_What you need to do_
Search the records for the word "parent" and pick out every line that has it.

_Exercise input_

_ _ _ _

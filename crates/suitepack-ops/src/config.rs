//! Configuration for the serialization pipeline.

use std::path::PathBuf;
use std::time::Duration;

use directories::ProjectDirs;
use serde::{Deserialize, Serialize};

use crate::error::{OpsError, OpsResult};

const ENV_SCRATCH_DIR: &str = "SUITEPACK_SCRATCH_DIR";
const ENV_FILE_STORE_DIR: &str = "SUITEPACK_FILE_STORE_DIR";
const ENV_MANIFEST_STORE_DIR: &str = "SUITEPACK_MANIFEST_STORE_DIR";
const ENV_GIT_BINARY: &str = "SUITEPACK_GIT_BINARY";
const ENV_GIT_TIMEOUT_SECS: &str = "SUITEPACK_GIT_TIMEOUT_SECS";

/// Configuration for suitepack operations.
#[derive(Debug, Clone, PartialEq, Eq, Serialize, Deserialize)]
pub struct Config {
    /// Directory git origins are cloned into, one sub-directory per request.
    #[serde(default = "default_scratch_dir")]
    pub scratch_dir: PathBuf,

    /// Root of file-origin storage.
    #[serde(default = "default_file_store_dir")]
    pub file_store_dir: PathBuf,

    /// Root of manifest output storage.
    #[serde(default = "default_manifest_store_dir")]
    pub manifest_store_dir: PathBuf,

    /// Git executable used for clone and checkout.
    #[serde(default = "default_git_binary")]
    pub git_binary: String,

    /// Seconds a git command may run before it is killed.
    #[serde(default = "default_git_timeout_secs")]
    pub git_timeout_secs: u64,

    /// Extensions treated as structured test definitions.
    #[serde(default = "default_structured_extensions")]
    pub structured_extensions: Vec<String>,
}

fn project_dirs() -> Option<ProjectDirs> {
    ProjectDirs::from("dev", "suitepack", "suitepack")
}

fn default_scratch_dir() -> PathBuf {
    project_dirs()
        .map(|dirs| dirs.cache_dir().join("scratch"))
        .unwrap_or_else(|| PathBuf::from(".suitepack/scratch"))
}

fn default_file_store_dir() -> PathBuf {
    project_dirs()
        .map(|dirs| dirs.data_dir().join("sources"))
        .unwrap_or_else(|| PathBuf::from(".suitepack/sources"))
}

fn default_manifest_store_dir() -> PathBuf {
    project_dirs()
        .map(|dirs| dirs.data_dir().join("manifests"))
        .unwrap_or_else(|| PathBuf::from(".suitepack/manifests"))
}

fn default_git_binary() -> String {
    "git".to_string()
}

fn default_git_timeout_secs() -> u64 {
    300
}

fn default_structured_extensions() -> Vec<String> {
    vec!["yaml".to_string(), "yml".to_string(), "json".to_string()]
}

impl Default for Config {
    fn default() -> Self {
        Self {
            scratch_dir: default_scratch_dir(),
            file_store_dir: default_file_store_dir(),
            manifest_store_dir: default_manifest_store_dir(),
            git_binary: default_git_binary(),
            git_timeout_secs: default_git_timeout_secs(),
            structured_extensions: default_structured_extensions(),
        }
    }
}

impl Config {
    /// Configuration with every store rooted below `root`.
    pub fn rooted_at(root: impl Into<PathBuf>) -> Self {
        let root = root.into();
        Self {
            scratch_dir: root.join("scratch"),
            file_store_dir: root.join("sources"),
            manifest_store_dir: root.join("manifests"),
            ..Self::default()
        }
    }

    /// Load configuration from disk with environment overrides.
    pub fn load() -> OpsResult<Self> {
        let config = match Self::config_file_path() {
            Some(path) if path.exists() => {
                let contents = std::fs::read_to_string(&path)?;
                serde_json::from_str(&contents)?
            }
            _ => Self::default(),
        };
        config.with_env_overrides()
    }

    /// Apply `SUITEPACK_*` environment variables on top of this configuration.
    pub fn with_env_overrides(mut self) -> OpsResult<Self> {
        let vars = [
            ("scratch_dir", ENV_SCRATCH_DIR),
            ("file_store_dir", ENV_FILE_STORE_DIR),
            ("manifest_store_dir", ENV_MANIFEST_STORE_DIR),
            ("git_binary", ENV_GIT_BINARY),
            ("git_timeout_secs", ENV_GIT_TIMEOUT_SECS),
        ];
        for (key, var) in vars {
            if let Ok(value) = std::env::var(var) {
                self.set(key, &value)?;
            }
        }
        Ok(self)
    }

    /// Save configuration to disk.
    pub fn save(&self) -> OpsResult<()> {
        if let Some(path) = Self::config_file_path() {
            if let Some(parent) = path.parent() {
                std::fs::create_dir_all(parent)?;
            }
            let contents = serde_json::to_string_pretty(self)?;
            std::fs::write(&path, contents)?;
        }
        Ok(())
    }

    /// Get the path to the configuration file.
    pub fn config_file_path() -> Option<PathBuf> {
        project_dirs().map(|dirs| dirs.config_dir().join("config.json"))
    }

    pub fn git_timeout(&self) -> Duration {
        Duration::from_secs(self.git_timeout_secs)
    }

    /// Whether `path` has one of the structured extensions.
    pub fn is_structured(&self, path: &str) -> bool {
        has_extension(path, &self.structured_extensions)
    }

    /// Get a configuration value by key.
    pub fn get(&self, key: &str) -> Option<String> {
        match key {
            "scratch_dir" => Some(self.scratch_dir.display().to_string()),
            "file_store_dir" => Some(self.file_store_dir.display().to_string()),
            "manifest_store_dir" => Some(self.manifest_store_dir.display().to_string()),
            "git_binary" => Some(self.git_binary.clone()),
            "git_timeout_secs" => Some(self.git_timeout_secs.to_string()),
            "structured_extensions" => Some(self.structured_extensions.join(",")),
            _ => None,
        }
    }

    /// Set a configuration value by key.
    pub fn set(&mut self, key: &str, value: &str) -> OpsResult<()> {
        match key {
            "scratch_dir" => self.scratch_dir = PathBuf::from(value),
            "file_store_dir" => self.file_store_dir = PathBuf::from(value),
            "manifest_store_dir" => self.manifest_store_dir = PathBuf::from(value),
            "git_binary" => {
                if value.trim().is_empty() {
                    return Err(OpsError::Config("git_binary must not be empty".to_string()));
                }
                self.git_binary = value.to_string();
            }
            "git_timeout_secs" => {
                self.git_timeout_secs = value
                    .parse()
                    .map_err(|_| OpsError::Config(format!("Invalid number: {}", value)))?;
            }
            "structured_extensions" => {
                self.structured_extensions = value
                    .split(',')
                    .map(|ext| ext.trim().trim_start_matches('.').to_string())
                    .filter(|ext| !ext.is_empty())
                    .collect();
            }
            _ => {
                return Err(OpsError::Config(format!("Unknown config key: {}", key)));
            }
        }
        Ok(())
    }
}

/// Whether the file name of `path` ends in one of `extensions`, ignoring case.
pub(crate) fn has_extension(path: &str, extensions: &[String]) -> bool {
    let name = path.rsplit('/').next().unwrap_or(path);
    let Some((_, ext)) = name.rsplit_once('.') else {
        return false;
    };
    extensions.iter().any(|known| known.eq_ignore_ascii_case(ext))
}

_ _ _ _

_Answer below_
            if let Some(parent) = path.parent() {
                std::fs::create_dir_all(parent)?;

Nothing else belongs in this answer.